Financial accounting has a distinct advantage over other fields of business – namely, its work
product is often in the public domain, as financial statements and related materials are readily available.
Actual corporate financial statements can be used for classroom discussion and examinations. We need
to exploit that comparative advantage.
It is also important in our financial accounting textbooks and courses to bring out the economic,
behavioral, and strategic rationales behind accounting choice, thus infusing the classroom with insights
into the critical role played in financial reporting by managerial motivations.

MAJOR RECOMMENDATIONS FOR IMPROVEMENTS IN OUR RESEARCH AND TEACHING


Three broad recommendations seem particularly apt.

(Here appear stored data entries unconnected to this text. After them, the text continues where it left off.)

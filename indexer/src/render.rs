use anyhow::Result;
use lexis_core::{QueryResults, Retriever};
use serde::Serialize;
use std::io::{self, Write};
use termcolor::{Ansi, Color, ColorSpec, NoColor, WriteColor};

#[derive(Debug, Clone, Copy, PartialEq, Eq)]
pub enum Highlight {
    Value,
    Key,
    Title,
}

impl Highlight {
    fn spec(self) -> ColorSpec {
        let fg = match self {
            Highlight::Value => Color::Green,
            Highlight::Key => Color::Magenta,
            Highlight::Title => Color::Red,
        };
        let mut spec = ColorSpec::new();
        spec.set_fg(Some(fg)).set_bg(Some(Color::Black)).set_bold(true);
        spec
    }
}

/// Write `text` with every occurrence of `term` highlighted.
///
/// On a colour writer each match is padded with a space on both sides; an
/// empty term is never highlighted.
pub fn write_highlighted<C: WriteColor>(out: &mut C, term: &str, text: &str, kind: Highlight) -> io::Result<()> {
    if term.is_empty() {
        return out.write_all(text.as_bytes());
    }
    let padded = out.supports_color();
    let mut rest = text;
    while let Some(pos) = rest.find(term) {
        out.write_all(rest[..pos].as_bytes())?;
        out.set_color(&kind.spec())?;
        if padded {
            write!(out, " {term} ")?;
        } else {
            out.write_all(term.as_bytes())?;
        }
        out.reset()?;
        rest = &rest[pos + term.len()..];
    }
    out.write_all(rest.as_bytes())
}

#[derive(Serialize)]
struct RawHit<'a> {
    term: &'a str,
    path: &'a str,
    frequency: u32,
}

/// One JSON line per appearance.
pub fn raw<W: Write>(retriever: &Retriever<'_>, results: &QueryResults<'_>, out: &mut W) -> Result<()> {
    for hits in results.iter() {
        for appearance in hits.appearances {
            let Some(resolved) = retriever.resolve(appearance) else { continue };
            let hit = RawHit { term: hits.term, path: &resolved.document.path, frequency: resolved.frequency };
            serde_json::to_writer(&mut *out, &hit)?;
            writeln!(out)?;
        }
    }
    Ok(())
}

/// Term banner, then for each document its frequency and the lines containing the term.
pub fn pretty<W: Write>(retriever: &Retriever<'_>, results: &QueryResults<'_>, color: bool, out: &mut W) -> Result<()> {
    if color {
        write_pretty(retriever, results, &mut Ansi::new(&mut *out))?;
    } else {
        write_pretty(retriever, results, &mut NoColor::new(&mut *out))?;
    }
    Ok(())
}

fn write_pretty<C: WriteColor>(retriever: &Retriever<'_>, results: &QueryResults<'_>, out: &mut C) -> io::Result<()> {
    for hits in results.iter() {
        write!(out, "---------------------- ")?;
        write_highlighted(out, hits.term, hits.term, Highlight::Title)?;
        writeln!(out, " ----------------------")?;

        for appearance in hits.appearances {
            let Some(resolved) = retriever.resolve(appearance) else { continue };
            let doc = resolved.document;
            let header = format!("Appears {} times in {}", resolved.frequency, doc.path);
            write!(out, "\n**")?;
            write_highlighted(out, &header, &header, Highlight::Title)?;
            writeln!(out)?;

            // `lines` also drops the '\r' of CRLF endings
            for line in doc.text.lines() {
                if line.is_empty() || !line.contains(hits.term) { continue; }
                write_highlighted(out, &doc.path, &doc.path, Highlight::Key)?;
                write!(out, ":")?;
                write_highlighted(out, hits.term, line, Highlight::Value)?;
                writeln!(out)?;
            }
        }
    }
    Ok(())
}
//! The inbound buffer: an unbounded FIFO shared by one producer path and the
//! single consumer.

use std::collections::VecDeque;
use std::sync::{Mutex, MutexGuard, PoisonError};

use pipeline::InboundSink;
use serde_json::Value;

/// Payloads waiting to be processed, oldest first.
///
/// Emptiness checks and removal happen under the same lock, so a payload is
/// handed out at most once no matter how producers and the consumer interleave.
#[derive(Debug, Default)]
pub struct InboundBuffer {
    queue: Mutex<VecDeque<Value>>,
}

impl InboundBuffer {
    pub fn new() -> Self {
        Self::default()
    }

    // A panic while holding the lock cannot leave the deque half-modified, so
    // a poisoned lock is still safe to use.
    fn lock(&self) -> MutexGuard<'_, VecDeque<Value>> {
        self.queue.lock().unwrap_or_else(PoisonError::into_inner)
    }

    /// Appends a payload. Never blocks on capacity and never fails.
    pub fn enqueue(&self, payload: Value) {
        self.lock().push_back(payload);
    }

    /// Advisory emptiness check. The answer may be stale by the time it is used;
    /// [`InboundBuffer::try_take`] re-checks under the lock.
    pub fn is_empty(&self) -> bool {
        self.lock().is_empty()
    }

    pub fn len(&self) -> usize {
        self.lock().len()
    }

    /// Removes and returns the oldest payload, or `None` if the buffer is empty.
    pub fn try_take(&self) -> Option<Value> {
        let mut queue = self.lock();
        if queue.is_empty() {
            return None;
        }
        queue.pop_front()
    }
}

impl InboundSink for InboundBuffer {
    fn enqueue(&self, payload: Value) {
        InboundBuffer::enqueue(self, payload);
    }
}

#[cfg(test)]
mod tests {
    use super::*;
    use serde_json::json;
    use std::collections::HashSet;
    use std::sync::Arc;

    #[test]
    fn payloads_come_out_in_arrival_order() {
        let buffer = InboundBuffer::new();
        buffer.enqueue(json!(1));
        buffer.enqueue(json!("two"));
        buffer.enqueue(json!({"three": 3}));
        assert_eq!(buffer.len(), 3);
        assert_eq!(buffer.try_take(), Some(json!(1)));
        assert_eq!(buffer.try_take(), Some(json!("two")));
        assert_eq!(buffer.try_take(), Some(json!({"three": 3})));
        assert_eq!(buffer.try_take(), None);
        assert!(buffer.is_empty());
    }

    #[test]
    fn concurrent_producers_and_consumers_take_each_payload_once() {
        let buffer = Arc::new(InboundBuffer::new());
        let producers: Vec<_> = (0..4)
            .map(|p| {
                let buffer = Arc::clone(&buffer);
                std::thread::spawn(move || {
                    for i in 0..250 {
                        buffer.enqueue(json!(p * 1000 + i));
                    }
                })
            })
            .collect();
        for producer in producers {
            producer.join().unwrap();
        }

        let consumers: Vec<_> = (0..4)
            .map(|_| {
                let buffer = Arc::clone(&buffer);
                std::thread::spawn(move || {
                    let mut taken = Vec::new();
                    while let Some(v) = buffer.try_take() {
                        taken.push(v.as_i64().unwrap());
                    }
                    taken
                })
            })
            .collect();

        let mut seen = HashSet::new();
        for consumer in consumers {
            for v in consumer.join().unwrap() {
                assert!(seen.insert(v), "payload {v} taken twice");
            }
        }
        assert_eq!(seen.len(), 1000);
        assert!(buffer.is_empty());
    }
}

First, we as academics need to broaden our concept of “acceptable” modes of research in the
best journals, because our discipline requires a multiplicity of research methods to address the entire
range of interesting accounting questions.
Second, we need to reconsider protocols in accounting to place emphasis, first, on identifying
interesting research questions, second, what are the appropriate research methods to address the
questions, and third, where the data can be found to conduct the research.
Third, in our textbooks and courses, we need to stimulate students’ intellectual curiosity, and to
encourage them to adopt a critical and enquiring approach to the subject, as well as to enable them to
gain insight into managerial motivations behind accounting choice.